## Task data:

##########

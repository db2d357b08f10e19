//! Stage orchestration.
//!
//! Each stage takes a `RunState` snapshot and returns a new one with the
//! stage appended to the step log. Before the solver runs, the solver inputs
//! are regenerated exactly when `must_generate` asks for it; after every
//! external call the transcript is appended to the shared log and classified.
use crate::archive::{download_to, OpacityArchive};
use crate::config::{PipelineConfig, GROWN_DUST_AMAX_UM};
use crate::error::{is_fetch_failure, pipeline_error, PipelineError};
use crate::grid::{write_grid, GridModel, GridRequest};
use crate::inputs::{write_artifact, SolverMode};
use crate::opacity::nk::ArchiveNkSource;
use crate::opacity::{write_opacity_file, Composition, GrainSettings, Mixer, OpacityTable};
use crate::paths::{WorkdirPaths, DEFAULT_SCRIPT};
use crate::process::{
    append_log, classify, default_predicates, FailurePredicate, ProcessRequest, ProcessRunner,
};
use crate::resolver::{must_generate, ArtifactKind};
use crate::script::{ObservationScript, ParsedScript};
use crate::steps::{RunStatus, Step, StepLog};
use anyhow::{anyhow, Context, Result};
use serde::Serialize;
use std::fs;
use std::path::{Path, PathBuf};
use std::time::Instant;

pub const SOLVER_PROGRAM: &str = "radmc3d";
pub const OBSERVER_PROGRAM: &str = "casa";

/// Configuration snapshot, completed steps and the tables mixed in this run.
#[derive(Debug, Clone)]
pub struct RunState {
    pub config: PipelineConfig,
    pub steps: StepLog,
    pub mixtures: Vec<OpacityTable>,
}

impl RunState {
    pub fn new(config: PipelineConfig) -> Self {
        Self {
            config,
            steps: StepLog::new(),
            mixtures: Vec::new(),
        }
    }

    fn with_config(self, config: PipelineConfig) -> Self {
        Self { config, ..self }
    }

    fn completed(self, step: Step) -> Self {
        let steps = self.steps.with(step);
        Self { steps, ..self }
    }
}

#[derive(Debug, Clone, PartialEq)]
pub struct OpacityRequest {
    pub material: Option<String>,
    pub grains: GrainSettings,
}

impl OpacityRequest {
    /// Grain settings from the configuration with the default binning.
    pub fn from_config(config: &PipelineConfig) -> Self {
        Self {
            material: None,
            grains: GrainSettings {
                amin: config.amin,
                q: config.q,
                ..GrainSettings::fallback(config.amax)
            },
        }
    }
}

#[derive(Debug, Clone, Default, PartialEq)]
pub struct MonteCarloRequest {
    pub nphot: Option<u64>,
    /// Extra solver arguments, shell-quoted.
    pub extra_args: String,
}

#[derive(Debug, Clone, Default, PartialEq)]
pub struct RaytraceRequest {
    pub lam: Option<f64>,
    pub incl: Option<f64>,
    pub npix: Option<u32>,
    pub sizeau: Option<f64>,
    pub noscat: bool,
    /// Optical depth of a 2-D tau surface to render alongside the image.
    pub tau_surface: Option<f64>,
    pub tau_surface_3d: bool,
    pub extra_args: String,
}

#[derive(Debug, Clone, Default, PartialEq)]
pub struct SynobsRequest {
    /// Existing script path or URL; a template is written when absent.
    pub script: Option<String>,
    pub obstime_hours: Option<f64>,
}

#[derive(Debug, Clone, PartialEq)]
pub enum StageRequest {
    Grid(GridRequest),
    Opacity(OpacityRequest),
    MonteCarlo(MonteCarloRequest),
    Raytrace(RaytraceRequest),
    Synobs(SynobsRequest),
}

impl StageRequest {
    pub fn step(&self) -> Step {
        match self {
            StageRequest::Grid(_) => Step::Grid,
            StageRequest::Opacity(_) => Step::Dustmixer,
            StageRequest::MonteCarlo(_) => Step::MonteCarlo,
            StageRequest::Raytrace(_) => Step::Raytrace,
            StageRequest::Synobs(_) => Step::Synobs,
        }
    }
}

##########

## Requirement:
Take the entries and copy them out exactly.

## Result:
repository db2d357b08f10e19
//! Stage orchestration.
//!
//! Each stage takes a `RunState` snapshot and returns a new one with the
//! stage appended to the step log. Before the solver runs, the solver inputs
//! are regenerated exactly when `must_generate` asks for it; after every
//! external call the transcript is appended to the shared log and classified.
use crate::archive::{download_to, OpacityArchive};
use crate::config::{PipelineConfig, GROWN_DUST_AMAX_UM};
use crate::error::{is_fetch_failure, pipeline_error, PipelineError};
use crate::grid::{write_grid, GridModel, GridRequest};
use crate::inputs::{write_artifact, SolverMode};
use crate::opacity::nk::ArchiveNkSource;
use crate::opacity::{write_opacity_file, Composition, GrainSettings, Mixer, OpacityTable};
use crate::paths::{WorkdirPaths, DEFAULT_SCRIPT};
use crate::process::{
    append_log, classify, default_predicates, FailurePredicate, ProcessRequest, ProcessRunner,
};
use crate::resolver::{must_generate, ArtifactKind};
use crate::script::{ObservationScript, ParsedScript};
use crate::steps::{RunStatus, Step, StepLog};
use anyhow::{anyhow, Context, Result};
use serde::Serialize;
use std::fs;
use std::path::{Path, PathBuf};
use std::time::Instant;

pub const SOLVER_PROGRAM: &str = "radmc3d";
pub const OBSERVER_PROGRAM: &str = "casa";

/// Configuration snapshot, completed steps and the tables mixed in this run.
#[derive(Debug, Clone)]
pub struct RunState {
    pub config: PipelineConfig,
    pub steps: StepLog,
    pub mixtures: Vec<OpacityTable>,
}

impl RunState {
    pub fn new(config: PipelineConfig) -> Self {
        Self {
            config,
            steps: StepLog::new(),
            mixtures: Vec::new(),
        }
    }

    fn with_config(self, config: PipelineConfig) -> Self {
        Self { config, ..self }
    }

    fn completed(self, step: Step) -> Self {
        let steps = self.steps.with(step);
        Self { steps, ..self }
    }
}

#[derive(Debug, Clone, PartialEq)]
pub struct OpacityRequest {
    pub material: Option<String>,
    pub grains: GrainSettings,
}

impl OpacityRequest {
    /// Grain settings from the configuration with the default binning.
    pub fn from_config(config: &PipelineConfig) -> Self {
        Self {
            material: None,
            grains: GrainSettings {
                amin: config.amin,
                q: config.q,
                ..GrainSettings::fallback(config.amax)
            },
        }
    }
}

#[derive(Debug, Clone, Default, PartialEq)]
pub struct MonteCarloRequest {
    pub nphot: Option<u64>,
    /// Extra solver arguments, shell-quoted.
    pub extra_args: String,
}

#[derive(Debug, Clone, Default, PartialEq)]
pub struct RaytraceRequest {
    pub lam: Option<f64>,
    pub incl: Option<f64>,
    pub npix: Option<u32>,
    pub sizeau: Option<f64>,
    pub noscat: bool,
    /// Optical depth of a 2-D tau surface to render alongside the image.
    pub tau_surface: Option<f64>,
    pub tau_surface_3d: bool,
    pub extra_args: String,
}

#[derive(Debug, Clone, Default, PartialEq)]
pub struct SynobsRequest {
    /// Existing script path or URL; a template is written when absent.
    pub script: Option<String>,
    pub obstime_hours: Option<f64>,
}

#[derive(Debug, Clone, PartialEq)]
pub enum StageRequest {
    Grid(GridRequest),
    Opacity(OpacityRequest),
    MonteCarlo(MonteCarloRequest),
    Raytrace(RaytraceRequest),
    Synobs(SynobsRequest),
}

impl StageRequest {
    pub fn step(&self) -> Step {
        match self {
            StageRequest::Grid(_) => Step::Grid,
            StageRequest::Opacity(_) => Step::Dustmixer,
            StageRequest::MonteCarlo(_) => Step::MonteCarlo,
            StageRequest::Raytrace(_) => Step::Raytrace,
            StageRequest::Synobs(_) => Step::Synobs,
        }
    }
}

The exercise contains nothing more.